§ **Activity**
All that should come back is the lines of the data below from the one containing "into index updates." to the one containing "closure and compositions.", inclusive, exactly as they stand.

[Start of section]

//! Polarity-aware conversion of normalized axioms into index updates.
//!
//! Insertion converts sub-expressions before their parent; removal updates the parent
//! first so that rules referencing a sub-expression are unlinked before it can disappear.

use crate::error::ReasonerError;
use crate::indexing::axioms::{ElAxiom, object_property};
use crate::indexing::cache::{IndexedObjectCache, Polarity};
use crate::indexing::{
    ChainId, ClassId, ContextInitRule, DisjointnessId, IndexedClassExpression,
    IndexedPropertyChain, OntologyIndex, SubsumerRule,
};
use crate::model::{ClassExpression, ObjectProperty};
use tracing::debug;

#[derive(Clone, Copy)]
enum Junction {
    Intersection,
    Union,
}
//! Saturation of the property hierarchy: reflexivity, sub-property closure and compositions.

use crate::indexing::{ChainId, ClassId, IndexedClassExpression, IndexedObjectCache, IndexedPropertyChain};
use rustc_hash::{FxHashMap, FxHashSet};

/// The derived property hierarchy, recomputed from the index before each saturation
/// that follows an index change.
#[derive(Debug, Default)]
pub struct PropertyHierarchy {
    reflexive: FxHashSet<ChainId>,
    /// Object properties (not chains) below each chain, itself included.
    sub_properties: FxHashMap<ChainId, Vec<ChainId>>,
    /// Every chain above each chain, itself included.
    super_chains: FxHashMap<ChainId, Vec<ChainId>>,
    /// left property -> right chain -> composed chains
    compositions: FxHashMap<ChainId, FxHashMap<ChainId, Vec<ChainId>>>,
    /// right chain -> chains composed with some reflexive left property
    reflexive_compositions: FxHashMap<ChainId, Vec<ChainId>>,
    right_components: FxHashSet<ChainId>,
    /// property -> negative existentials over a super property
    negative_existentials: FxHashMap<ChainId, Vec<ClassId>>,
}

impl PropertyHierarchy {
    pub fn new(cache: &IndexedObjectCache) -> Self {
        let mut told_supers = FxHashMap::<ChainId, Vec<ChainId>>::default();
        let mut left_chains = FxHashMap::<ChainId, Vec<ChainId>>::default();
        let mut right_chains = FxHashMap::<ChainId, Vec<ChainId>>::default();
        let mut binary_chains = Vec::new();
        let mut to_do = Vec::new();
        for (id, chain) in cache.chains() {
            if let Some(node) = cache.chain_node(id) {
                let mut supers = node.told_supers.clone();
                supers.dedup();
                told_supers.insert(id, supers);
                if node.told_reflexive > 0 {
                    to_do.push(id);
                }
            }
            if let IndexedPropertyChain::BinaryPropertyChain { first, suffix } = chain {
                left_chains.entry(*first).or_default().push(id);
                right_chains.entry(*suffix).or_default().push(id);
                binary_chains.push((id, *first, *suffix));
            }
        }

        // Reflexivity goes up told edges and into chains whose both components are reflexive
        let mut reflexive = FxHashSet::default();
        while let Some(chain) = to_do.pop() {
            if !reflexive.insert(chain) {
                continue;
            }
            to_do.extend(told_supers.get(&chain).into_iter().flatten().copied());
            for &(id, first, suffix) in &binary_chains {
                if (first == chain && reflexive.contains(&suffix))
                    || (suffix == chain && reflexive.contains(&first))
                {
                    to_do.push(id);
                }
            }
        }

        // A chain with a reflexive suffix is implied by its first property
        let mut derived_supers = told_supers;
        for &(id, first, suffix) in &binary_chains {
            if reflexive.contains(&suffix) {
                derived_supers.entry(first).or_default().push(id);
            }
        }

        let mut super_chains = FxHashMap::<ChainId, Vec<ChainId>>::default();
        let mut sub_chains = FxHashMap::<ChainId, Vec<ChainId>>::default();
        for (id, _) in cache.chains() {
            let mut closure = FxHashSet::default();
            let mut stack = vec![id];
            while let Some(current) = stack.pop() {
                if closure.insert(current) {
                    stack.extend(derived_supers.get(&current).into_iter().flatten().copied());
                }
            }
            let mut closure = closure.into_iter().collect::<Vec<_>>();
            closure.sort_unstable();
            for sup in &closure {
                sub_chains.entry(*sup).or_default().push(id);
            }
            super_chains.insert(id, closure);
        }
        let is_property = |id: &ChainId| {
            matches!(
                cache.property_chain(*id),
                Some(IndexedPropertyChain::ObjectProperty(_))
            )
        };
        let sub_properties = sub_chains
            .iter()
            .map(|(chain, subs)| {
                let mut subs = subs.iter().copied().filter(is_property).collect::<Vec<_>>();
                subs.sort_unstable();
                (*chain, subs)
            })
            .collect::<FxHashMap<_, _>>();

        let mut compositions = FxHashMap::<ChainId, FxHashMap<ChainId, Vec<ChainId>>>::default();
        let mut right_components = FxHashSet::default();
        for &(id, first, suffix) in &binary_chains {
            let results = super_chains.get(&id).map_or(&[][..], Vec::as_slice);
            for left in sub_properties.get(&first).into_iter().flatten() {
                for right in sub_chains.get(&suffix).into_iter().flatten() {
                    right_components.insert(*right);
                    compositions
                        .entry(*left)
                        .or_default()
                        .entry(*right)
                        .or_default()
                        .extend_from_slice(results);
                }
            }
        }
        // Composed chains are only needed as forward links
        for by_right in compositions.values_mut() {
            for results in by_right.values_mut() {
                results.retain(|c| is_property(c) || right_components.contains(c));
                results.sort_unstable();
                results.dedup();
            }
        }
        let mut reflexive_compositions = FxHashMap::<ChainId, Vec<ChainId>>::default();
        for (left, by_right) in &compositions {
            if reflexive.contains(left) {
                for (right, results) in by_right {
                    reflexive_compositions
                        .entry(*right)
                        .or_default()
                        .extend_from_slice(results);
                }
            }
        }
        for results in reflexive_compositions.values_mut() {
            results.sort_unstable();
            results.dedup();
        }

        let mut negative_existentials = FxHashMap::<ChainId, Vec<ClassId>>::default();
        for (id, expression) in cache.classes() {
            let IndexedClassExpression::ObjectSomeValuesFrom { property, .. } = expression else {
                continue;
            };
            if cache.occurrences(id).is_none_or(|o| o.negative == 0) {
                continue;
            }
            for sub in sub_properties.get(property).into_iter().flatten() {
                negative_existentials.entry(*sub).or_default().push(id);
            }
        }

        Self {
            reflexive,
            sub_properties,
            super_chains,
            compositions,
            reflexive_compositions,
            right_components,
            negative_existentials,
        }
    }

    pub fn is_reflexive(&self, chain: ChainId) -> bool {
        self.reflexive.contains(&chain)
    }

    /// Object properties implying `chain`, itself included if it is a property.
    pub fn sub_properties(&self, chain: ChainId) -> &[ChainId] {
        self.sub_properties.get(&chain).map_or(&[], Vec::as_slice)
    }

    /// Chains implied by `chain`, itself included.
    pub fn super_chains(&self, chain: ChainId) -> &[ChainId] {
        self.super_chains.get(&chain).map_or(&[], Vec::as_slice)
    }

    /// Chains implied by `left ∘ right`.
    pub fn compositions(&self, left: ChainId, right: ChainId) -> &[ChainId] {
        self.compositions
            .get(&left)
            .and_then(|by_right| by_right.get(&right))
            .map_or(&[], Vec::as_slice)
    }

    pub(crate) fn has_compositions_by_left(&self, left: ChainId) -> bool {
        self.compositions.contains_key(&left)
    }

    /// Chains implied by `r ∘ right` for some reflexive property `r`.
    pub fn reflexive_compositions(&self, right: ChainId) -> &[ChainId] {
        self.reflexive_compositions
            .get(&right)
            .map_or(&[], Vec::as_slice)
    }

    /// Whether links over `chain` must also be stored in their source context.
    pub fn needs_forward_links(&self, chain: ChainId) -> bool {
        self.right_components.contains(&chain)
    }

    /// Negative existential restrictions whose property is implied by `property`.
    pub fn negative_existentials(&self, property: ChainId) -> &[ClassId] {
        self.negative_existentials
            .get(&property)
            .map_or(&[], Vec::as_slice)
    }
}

[End of section]
[Start of section]

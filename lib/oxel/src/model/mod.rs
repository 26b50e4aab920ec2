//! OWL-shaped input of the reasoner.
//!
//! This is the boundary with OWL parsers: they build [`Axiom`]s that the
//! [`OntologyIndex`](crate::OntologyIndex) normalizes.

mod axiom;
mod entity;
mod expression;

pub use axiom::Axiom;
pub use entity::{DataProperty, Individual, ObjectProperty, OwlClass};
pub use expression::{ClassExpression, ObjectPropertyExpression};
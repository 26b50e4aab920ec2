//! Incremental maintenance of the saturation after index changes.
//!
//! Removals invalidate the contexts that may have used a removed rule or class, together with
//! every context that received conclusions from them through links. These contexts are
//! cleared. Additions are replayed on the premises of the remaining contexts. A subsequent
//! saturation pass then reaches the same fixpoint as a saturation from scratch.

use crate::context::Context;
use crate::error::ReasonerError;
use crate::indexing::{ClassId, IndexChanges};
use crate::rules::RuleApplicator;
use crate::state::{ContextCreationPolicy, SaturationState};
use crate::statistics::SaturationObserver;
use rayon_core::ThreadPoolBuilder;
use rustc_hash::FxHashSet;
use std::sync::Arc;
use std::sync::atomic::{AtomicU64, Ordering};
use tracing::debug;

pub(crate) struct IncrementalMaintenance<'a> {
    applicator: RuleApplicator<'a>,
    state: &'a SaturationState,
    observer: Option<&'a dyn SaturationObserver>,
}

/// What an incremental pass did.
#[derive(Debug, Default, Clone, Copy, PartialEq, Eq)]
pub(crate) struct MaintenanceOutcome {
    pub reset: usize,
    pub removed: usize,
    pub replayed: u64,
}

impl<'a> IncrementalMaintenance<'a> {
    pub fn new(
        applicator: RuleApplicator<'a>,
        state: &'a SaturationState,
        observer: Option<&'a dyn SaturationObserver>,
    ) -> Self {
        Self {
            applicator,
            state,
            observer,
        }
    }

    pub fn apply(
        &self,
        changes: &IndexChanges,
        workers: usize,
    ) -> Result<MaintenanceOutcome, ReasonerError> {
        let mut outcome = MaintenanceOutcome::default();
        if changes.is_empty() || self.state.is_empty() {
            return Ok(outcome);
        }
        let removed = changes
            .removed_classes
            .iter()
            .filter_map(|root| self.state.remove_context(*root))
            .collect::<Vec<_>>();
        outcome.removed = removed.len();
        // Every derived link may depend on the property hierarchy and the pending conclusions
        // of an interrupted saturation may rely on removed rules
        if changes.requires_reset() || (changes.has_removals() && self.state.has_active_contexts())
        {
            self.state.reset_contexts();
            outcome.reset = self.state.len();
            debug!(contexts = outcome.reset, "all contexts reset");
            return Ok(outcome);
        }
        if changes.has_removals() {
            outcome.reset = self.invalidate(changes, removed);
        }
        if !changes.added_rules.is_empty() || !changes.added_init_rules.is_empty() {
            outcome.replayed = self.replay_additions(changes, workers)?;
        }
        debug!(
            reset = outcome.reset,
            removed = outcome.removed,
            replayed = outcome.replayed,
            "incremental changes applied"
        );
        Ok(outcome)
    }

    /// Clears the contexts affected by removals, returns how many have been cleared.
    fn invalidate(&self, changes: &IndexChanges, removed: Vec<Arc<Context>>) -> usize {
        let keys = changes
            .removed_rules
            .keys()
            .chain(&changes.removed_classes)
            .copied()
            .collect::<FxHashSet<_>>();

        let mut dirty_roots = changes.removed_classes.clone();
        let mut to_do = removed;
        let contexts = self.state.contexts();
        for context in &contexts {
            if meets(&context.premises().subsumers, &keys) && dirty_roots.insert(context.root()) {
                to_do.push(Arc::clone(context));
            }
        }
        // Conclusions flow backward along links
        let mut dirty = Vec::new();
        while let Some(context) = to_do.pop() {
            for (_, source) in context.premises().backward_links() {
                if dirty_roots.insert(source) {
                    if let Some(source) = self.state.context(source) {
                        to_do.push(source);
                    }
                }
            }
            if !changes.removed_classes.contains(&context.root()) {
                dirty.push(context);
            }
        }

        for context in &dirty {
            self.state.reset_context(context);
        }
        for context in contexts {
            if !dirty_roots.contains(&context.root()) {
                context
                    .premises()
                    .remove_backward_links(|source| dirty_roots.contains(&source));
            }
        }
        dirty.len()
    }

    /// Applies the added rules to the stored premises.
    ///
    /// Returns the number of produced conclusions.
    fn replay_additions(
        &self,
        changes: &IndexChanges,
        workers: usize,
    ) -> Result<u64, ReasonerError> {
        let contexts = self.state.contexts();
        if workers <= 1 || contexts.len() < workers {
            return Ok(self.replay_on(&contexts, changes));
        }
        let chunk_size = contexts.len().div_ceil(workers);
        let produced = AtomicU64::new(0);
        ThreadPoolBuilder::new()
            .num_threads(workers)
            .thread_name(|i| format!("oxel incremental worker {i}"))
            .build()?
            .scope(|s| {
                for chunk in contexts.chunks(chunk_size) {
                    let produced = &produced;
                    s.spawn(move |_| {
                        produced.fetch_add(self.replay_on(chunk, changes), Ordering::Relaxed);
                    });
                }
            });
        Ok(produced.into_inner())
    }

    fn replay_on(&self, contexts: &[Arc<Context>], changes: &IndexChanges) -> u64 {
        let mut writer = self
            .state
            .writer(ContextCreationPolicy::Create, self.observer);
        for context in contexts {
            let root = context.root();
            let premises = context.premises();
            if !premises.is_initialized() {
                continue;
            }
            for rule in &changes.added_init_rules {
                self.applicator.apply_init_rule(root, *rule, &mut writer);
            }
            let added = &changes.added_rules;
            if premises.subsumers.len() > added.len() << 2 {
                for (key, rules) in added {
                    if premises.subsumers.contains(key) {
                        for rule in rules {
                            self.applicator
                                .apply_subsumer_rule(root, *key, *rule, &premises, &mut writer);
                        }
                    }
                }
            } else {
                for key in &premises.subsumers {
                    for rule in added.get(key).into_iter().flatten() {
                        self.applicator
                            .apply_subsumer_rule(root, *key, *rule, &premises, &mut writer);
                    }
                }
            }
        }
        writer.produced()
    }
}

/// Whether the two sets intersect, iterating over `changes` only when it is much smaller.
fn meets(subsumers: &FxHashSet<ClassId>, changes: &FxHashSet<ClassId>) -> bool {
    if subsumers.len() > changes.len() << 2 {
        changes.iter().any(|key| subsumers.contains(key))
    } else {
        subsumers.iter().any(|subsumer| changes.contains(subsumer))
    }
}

[End of section]

§ **Task solution**
//! Polarity-aware conversion of normalized axioms into index updates.
//!
//! Insertion converts sub-expressions before their parent; removal updates the parent
//! first so that rules referencing a sub-expression are unlinked before it can disappear.

use crate::error::ReasonerError;
use crate::indexing::axioms::{ElAxiom, object_property};
use crate::indexing::cache::{IndexedObjectCache, Polarity};
use crate::indexing::{
    ChainId, ClassId, ContextInitRule, DisjointnessId, IndexedClassExpression,
    IndexedPropertyChain, OntologyIndex, SubsumerRule,
};
use crate::model::{ClassExpression, ObjectProperty};
use tracing::debug;

#[derive(Clone, Copy)]
enum Junction {
    Intersection,
    Union,
}
//! Saturation of the property hierarchy: reflexivity, sub-property closure and compositions.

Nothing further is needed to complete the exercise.